From the New York Times’ William Rhoden.
Workers stacked chairs, pulled cable and rushed to reconfigure the room for another Super Bowl event. In the midst of this stood Robert K. Kraft (above), the owner of the defending champion New England Patriots, who have won three of the past four Super Bowls.
This week, he’s an owner with unwanted time on his hands.
He stood there amid clanging chairs and rumbling carts talking casually with a couple of reporters and friends. Kurt Warner came over and said hello. Kraft’s wife had gone on an excursion to six Detroit museums; Kraft had passed. On the other hand, staying around this bustling hotel was taxing it its own way. Life on the periphery of the Super Bowl was a little tougher than Kraft thought it would be.
“It’s a lousy feeling,” he said. “But like my wife said, ‘I don’t think anyone’s going to feel bad for you because you’re not in the Super Bowl. There’s people jumping for joy.’ I bought into that. But it’s a lousy feeling when you’ve been there.”

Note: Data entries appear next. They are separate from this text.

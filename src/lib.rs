use crate::cli::Args;
use crate::storage::ArtifactStore;
use anyhow::Context;
use axum::Router;
use axum::extract::DefaultBodyLimit;
use axum::routing::{get, post};
use deadpool_diesel::Runtime;
use deadpool_diesel::postgres::{Manager, Pool};
use tracing::info;

pub mod cli;
pub mod model;
pub mod payloads;
pub mod response;
pub mod schema;
pub mod storage;

mod api;
mod errors;
mod identity;

/// State shared by every handler: the database pool and the artifact store.
#[derive(Clone)]
pub struct AppState {
    pub pool: Pool,
    pub store: ArtifactStore,
}

pub fn init_router(args: &Args) -> anyhow::Result<Router> {
    info!("Initializing database pool...");
    let pool = init_pool(&args.connection_str, args.db_pool_max_size)
        .context("Failed to initialize database pool")?;

    info!("Initializing artifact store at {}...", args.base_store);
    let store = ArtifactStore::new(&args.base_store, args.max_buffer_size);

    info!("Initializing router...");
    Ok(init_router_internal(AppState { pool, store }))
}

pub fn init_test_router(pool: Pool, store: ArtifactStore) -> Router {
    init_router_internal(AppState { pool, store })
}

fn init_router_internal(state: AppState) -> Router {
    // Upload caps are enforced after the write, against bytes on disk, so the
    // framework body limit stays off.
    Router::new()
        .route(
            "/assignments",
            get(api::assignment::list_assignments).post(api::not_implemented),
        )
        .route(
            "/assignment",
            get(api::assignment::fetch_assignment)
                .post(api::assignment::release_assignment)
                .delete(api::assignment::delete_assignment),
        )
        .route(
            "/submission",
            get(api::not_implemented).post(api::submission::submit_assignment),
        )
        .route(
            "/collections",
            get(api::collection::list_collections).post(api::not_implemented),
        )
        .route(
            "/collection",
            get(api::collection::download_collection).post(api::not_implemented),
        )
        .route(
            "/feedback",
            get(api::feedback::fetch_feedback).post(api::feedback::release_feedback),
        )
        .route(
            "/history",
            get(api::history::view_history).post(api::not_implemented),
        )
        .fallback(api::unknown_route)
        .layer(DefaultBodyLimit::disable())
        .with_state(state)
}

fn init_pool(conn_str: &str, max_size: u32) -> anyhow::Result<Pool> {
    let manager = Manager::new(conn_str, Runtime::Tokio1);
    let pool = Pool::builder(manager).max_size(max_size as usize).build()?;
    Ok(pool)
}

He said his eight young grandchildren had gotten so used to these trips that they considered the Super Bowl an entitlement. “They think they go to the playoffs and Super Bowl every year,” he said. “It’s an amazing thing.”
The Patriots went to so many of these things that they had a ritual on Super Bowl eve. “Saturday night three out of the last four years, we always had our family and key friends,” Kraft said. “We have a big dinner to celebrate the upcoming game.”
You assume that players, coaches and owners ” everyone associated with an N.F.L. franchise ” grieve when the team loses. But it wasn’t until my conversation with Kraft that I understood the depth of his disappointment. It wasn’t only what he said, but it was also the pained expressions and the winces as he recalled a play here, a play there that could have led the Patriots back to the Super Bowl.
“Being in this game and having the privilege of winning ” after getting married and the birth of your children ” there’s no feeling better,” he said. “But once you’ve done it, the pursuit of it again is so absorbing. That’s the sickness of this game. I guess it’s why the fans love the game. You get that taste of it, and then you want more of it and you want more.”
Mustering sympathy for a billionaire owner is a tough sell.
No fucking kidding.
Maybe Putin knew exactly what he was doing.